(Problem description):
The lines to find are those in the entries that hold the word "Serialize"; copy every one of them.

(Task input):
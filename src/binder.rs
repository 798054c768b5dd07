// MIT License - Copyright (c) 2026 Peter Wright
// Capability binder

use tracing::debug;

use crate::constants::MANUFACTURER;
use crate::devices::DeviceKind;
use crate::hap::{AccessoryHandle, CharacteristicKind, Direction, ServiceKind};

/// Characteristic and direction pairs bound for each device kind.
pub fn capabilities(kind: DeviceKind) -> &'static [(CharacteristicKind, Direction)] {
    match kind {
        DeviceKind::Panel => &[
            (CharacteristicKind::SecuritySystemCurrentState, Direction::Get),
            (CharacteristicKind::SecuritySystemTargetState, Direction::Set),
        ],
        DeviceKind::MotionSensor => &[(CharacteristicKind::MotionDetected, Direction::Get)],
        DeviceKind::ContactSensor => &[(CharacteristicKind::ContactSensorState, Direction::Get)],
        DeviceKind::DoorLock => &[
            (CharacteristicKind::LockCurrentState, Direction::Get),
            (CharacteristicKind::LockTargetState, Direction::Set),
        ],
    }
}

/// Attach services and handlers to an accessory representing a `kind` device.
///
/// Safe to call again on the same accessory: existing services and
/// characteristics are reused and handler registration is idempotent.
pub async fn bind(handle: &AccessoryHandle, kind: DeviceKind) {
    let mut accessory = handle.write().await;
    let identity = accessory.identity();
    let name = accessory
        .device()
        .map(|d| d.name.clone())
        .unwrap_or_else(|| accessory.display_name().to_string());

    accessory
        .get_or_add_service(ServiceKind::AccessoryInformation)
        .set_characteristic(CharacteristicKind::Manufacturer, MANUFACTURER)
        .set_characteristic(CharacteristicKind::Model, kind.as_str())
        .set_characteristic(CharacteristicKind::SerialNumber, identity.to_string());

    let service = accessory.get_or_add_service(ServiceKind::for_device(kind));
    service.set_characteristic(CharacteristicKind::Name, format!("{} {}", name, kind));

    for (characteristic, direction) in capabilities(kind) {
        let c = service.characteristic_mut(*characteristic);
        match direction {
            Direction::Get => c.on_get(),
            Direction::Set => c.on_set(),
        };
    }

    debug!("Bound {} as {} ({})", name, kind, identity);
}
// MIT License - Copyright (c) 2026 Peter Wright
// Host-persisted accessory records

use std::sync::Arc;

use serde::{Deserialize, Serialize};
use tokio::sync::{RwLock, RwLockReadGuard, RwLockWriteGuard};

use crate::devices::{DeviceKind, DeviceRecord};
use crate::hap::characteristic::{CharacteristicKind, CharacteristicValue, Direction};
use crate::hap::service::{Service, ServiceKind};
use crate::identity::AccessoryIdentity;

/// Free-form storage the host persists alongside an accessory.
#[derive(Debug, Clone, Default, PartialEq, Serialize, Deserialize)]
pub struct AccessoryContext {
    /// Snapshot of the device record the accessory was created from
    #[serde(default, skip_serializing_if = "Option::is_none")]
    pub device: Option<DeviceRecord>,
}

/// One accessory as persisted by the host.
#[derive(Debug, Clone, PartialEq, Serialize, Deserialize)]
#[serde(rename_all = "camelCase")]
pub struct PlatformAccessory {
    identity: AccessoryIdentity,
    display_name: String,
    #[serde(default)]
    pub context: AccessoryContext,
    #[serde(default)]
    services: Vec<Service>,
}

impl PlatformAccessory {
    /// A fresh accessory. Like every host accessory it starts with an
    /// accessory-information service.
    pub fn new(display_name: impl Into<String>, identity: AccessoryIdentity) -> Self {
        Self {
            identity,
            display_name: display_name.into(),
            context: AccessoryContext::default(),
            services: vec![Service::new(ServiceKind::AccessoryInformation)],
        }
    }

    pub fn identity(&self) -> AccessoryIdentity {
        self.identity
    }

    pub fn display_name(&self) -> &str {
        &self.display_name
    }

    pub fn device(&self) -> Option<&DeviceRecord> {
        self.context.device.as_ref()
    }

    pub fn device_kind(&self) -> Option<DeviceKind> {
        self.context.device.as_ref().map(|d| d.kind)
    }

    pub fn services(&self) -> &[Service] {
        &self.services
    }

    pub fn get_service(&self, kind: ServiceKind) -> Option<&Service> {
        self.services.iter().find(|s| s.kind() == kind)
    }

    pub fn get_service_mut(&mut self, kind: ServiceKind) -> Option<&mut Service> {
        self.services.iter_mut().find(|s| s.kind() == kind)
    }

    /// Add a new service of `kind`. Prefer [`Self::get_or_add_service`] when the
    /// accessory may already carry one.
    pub fn add_service(&mut self, kind: ServiceKind) -> &mut Service {
        self.services.push(Service::new(kind));
        let last = self.services.len() - 1;
        &mut self.services[last]
    }

    pub fn get_or_add_service(&mut self, kind: ServiceKind) -> &mut Service {
        match self.services.iter().position(|s| s.kind() == kind) {
            Some(idx) => &mut self.services[idx],
            None => self.add_service(kind),
        }
    }

    /// Cached value of a characteristic, searched across all services.
    pub fn characteristic_value(&self, kind: CharacteristicKind) -> Option<&CharacteristicValue> {
        self.services
            .iter()
            .find_map(|s| s.characteristic(kind))
            .and_then(|c| c.value())
    }

    /// Every `(characteristic, direction)` pair with a registered handler.
    pub fn bound_handlers(&self) -> Vec<(CharacteristicKind, Direction)> {
        let mut bound = Vec::new();
        for service in &self.services {
            for c in service.characteristics() {
                for direction in [Direction::Get, Direction::Set] {
                    if c.has_handler(direction) {
                        bound.push((c.kind(), direction));
                    }
                }
            }
        }
        bound
    }

    pub fn has_handler(&self, kind: CharacteristicKind, direction: Direction) -> bool {
        self.services
            .iter()
            .filter_map(|s| s.characteristic(kind))
            .any(|c| c.has_handler(direction))
    }
}

/// Shared handle to an accessory.
///
/// Every component working on the same accessory (reconciliation, binder,
/// handlers, host persistence) holds a clone of the same handle.
#[derive(Debug, Clone)]
pub struct AccessoryHandle {
    identity: AccessoryIdentity,
    inner: Arc<RwLock<PlatformAccessory>>,
}

impl AccessoryHandle {
    pub fn new(accessory: PlatformAccessory) -> Self {
        Self {
            identity: accessory.identity(),
            inner: Arc::new(RwLock::new(accessory)),
        }
    }

    pub fn identity(&self) -> AccessoryIdentity {
        self.identity
    }

    pub async fn read(&self) -> RwLockReadGuard<'_, PlatformAccessory> {
        self.inner.read().await
    }

    pub async fn write(&self) -> RwLockWriteGuard<'_, PlatformAccessory> {
        self.inner.write().await
    }

    /// Clone of the current accessory state.
    pub async fn snapshot(&self) -> PlatformAccessory {
        self.inner.read().await.clone()
    }

    /// Whether both handles point at the same accessory record.
    pub fn ptr_eq(&self, other: &AccessoryHandle) -> bool {
        Arc::ptr_eq(&self.inner, &other.inner)
    }
}

#[cfg(test)]
mod tests {
    use super::*;
    use crate::devices::{DeviceState, RemoteAlarmState};
    use crate::identity::derive_identity;

    fn panel_accessory() -> PlatformAccessory {
        let mut accessory = PlatformAccessory::new("Main Panel", derive_identity("P1"));
        accessory.context.device = Some(DeviceRecord::new(
            "P1",
            "Main Panel",
            DeviceKind::Panel,
            DeviceState::Alarm(RemoteAlarmState::Disarmed),
        ));
        accessory
    }

    #[test]
    fn test_new_accessory_has_information_service() {
        let accessory = PlatformAccessory::new("Hall", derive_identity("RF:1"));
        assert_eq!(accessory.services().len(), 1);
        assert!(accessory.get_service(ServiceKind::AccessoryInformation).is_some());
        assert!(accessory.device().is_none());
    }

    #[test]
    fn test_get_or_add_service_reuses() {
        let mut accessory = panel_accessory();
        accessory.get_or_add_service(ServiceKind::SecuritySystem);
        accessory.get_or_add_service(ServiceKind::SecuritySystem);
        assert_eq!(accessory.services().len(), 2);
    }

    #[test]
    fn test_bound_handlers() {
        let mut accessory = panel_accessory();
        let service = accessory.get_or_add_service(ServiceKind::SecuritySystem);
        service
            .characteristic_mut(CharacteristicKind::SecuritySystemCurrentState)
            .on_get();
        service
            .characteristic_mut(CharacteristicKind::SecuritySystemTargetState)
            .on_set();

        assert_eq!(
            accessory.bound_handlers(),
            vec![
                (CharacteristicKind::SecuritySystemCurrentState, Direction::Get),
                (CharacteristicKind::SecuritySystemTargetState, Direction::Set),
            ]
        );
        assert!(accessory.has_handler(CharacteristicKind::SecuritySystemTargetState, Direction::Set));
        assert!(!accessory.has_handler(CharacteristicKind::SecuritySystemTargetState, Direction::Get));
    }

    #[test]
    fn test_accessory_json_roundtrip_keeps_context() {
        let accessory = panel_accessory();
        let json = serde_json::to_value(&accessory).unwrap();
        assert_eq!(json["displayName"], "Main Panel");
        assert_eq!(json["context"]["device"]["type"], "panel");

        let restored: PlatformAccessory = serde_json::from_value(json).unwrap();
        assert_eq!(restored, accessory);
    }

    #[tokio::test]
    async fn test_handle_shares_state() {
        let handle = AccessoryHandle::new(panel_accessory());
        let other = handle.clone();
        other.write().await.context.device = None;
        assert!(handle.read().await.device().is_none());
        assert!(handle.ptr_eq(&other));
        assert!(!handle.ptr_eq(&AccessoryHandle::new(panel_accessory())));
        assert_eq!(handle.identity(), derive_identity("P1"));
    }
}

(Finished task):
use serde::{Deserialize, Serialize};
#[derive(Debug, Clone, Default, PartialEq, Serialize, Deserialize)]
#[derive(Debug, Clone, PartialEq, Serialize, Deserialize)]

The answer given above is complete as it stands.